Data provided Block Start

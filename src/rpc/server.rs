//! Serves the chunk-store RPC service over the substreams `listener.rs`
//! routed to us.

use crate::chunk_store::ChunkStoreBackend;
use crate::error::Result;
use crate::listener::StreamListener;
use crate::rpc::proto::chunk_store_server::{ChunkStore, ChunkStoreServer};
use crate::rpc::proto::{CallRequest, CallResponse};
use crate::rpc::MAX_MESSAGE_SIZE;
use std::sync::Arc;
use tonic::{Request, Response, Status};

struct ChunkStoreService {
    backend: Arc<dyn ChunkStoreBackend>,
}

#[tonic::async_trait]
impl ChunkStore for ChunkStoreService {
    async fn call(
        &self,
        request: Request<CallRequest>,
    ) -> std::result::Result<Response<CallResponse>, Status> {
        let payload = request.into_inner().payload;
        let response = self
            .backend
            .call(payload)
            .await
            .map_err(Status::internal)?;
        Ok(Response::new(CallResponse { payload: response }))
    }
}

/// Serve RPCs over `incoming` until the stream ends, dispatching every call
/// to `backend`.
pub async fn serve(backend: Arc<dyn ChunkStoreBackend>, incoming: StreamListener) -> Result<()> {
    let service = ChunkStoreService { backend };
    tonic::transport::Server::builder()
        .add_service(
            ChunkStoreServer::new(service)
                .max_decoding_message_size(MAX_MESSAGE_SIZE)
                .max_encoding_message_size(MAX_MESSAGE_SIZE),
        )
        .serve_with_incoming(incoming)
        .await
        .map_err(crate::error::TransportError::Rpc)
}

Data provided Block End

Task requirements:
Everything from the line containing "use crate::rpc::MAX_MESSAGE_SIZE;" to the final line of the entries above should be output exactly, and nothing more.

Task solution:
use crate::rpc::MAX_MESSAGE_SIZE;
use std::sync::Arc;
use tonic::{Request, Response, Status};

struct ChunkStoreService {
    backend: Arc<dyn ChunkStoreBackend>,
}

#[tonic::async_trait]
impl ChunkStore for ChunkStoreService {
    async fn call(
        &self,
        request: Request<CallRequest>,
    ) -> std::result::Result<Response<CallResponse>, Status> {
        let payload = request.into_inner().payload;
        let response = self
            .backend
            .call(payload)
            .await
            .map_err(Status::internal)?;
        Ok(Response::new(CallResponse { payload: response }))
    }
}

/// Serve RPCs over `incoming` until the stream ends, dispatching every call
/// to `backend`.
pub async fn serve(backend: Arc<dyn ChunkStoreBackend>, incoming: StreamListener) -> Result<()> {
    let service = ChunkStoreService { backend };
    tonic::transport::Server::builder()
        .add_service(
            ChunkStoreServer::new(service)
                .max_decoding_message_size(MAX_MESSAGE_SIZE)
                .max_encoding_message_size(MAX_MESSAGE_SIZE),
        )
        .serve_with_incoming(incoming)
        .await
        .map_err(crate::error::TransportError::Rpc)
}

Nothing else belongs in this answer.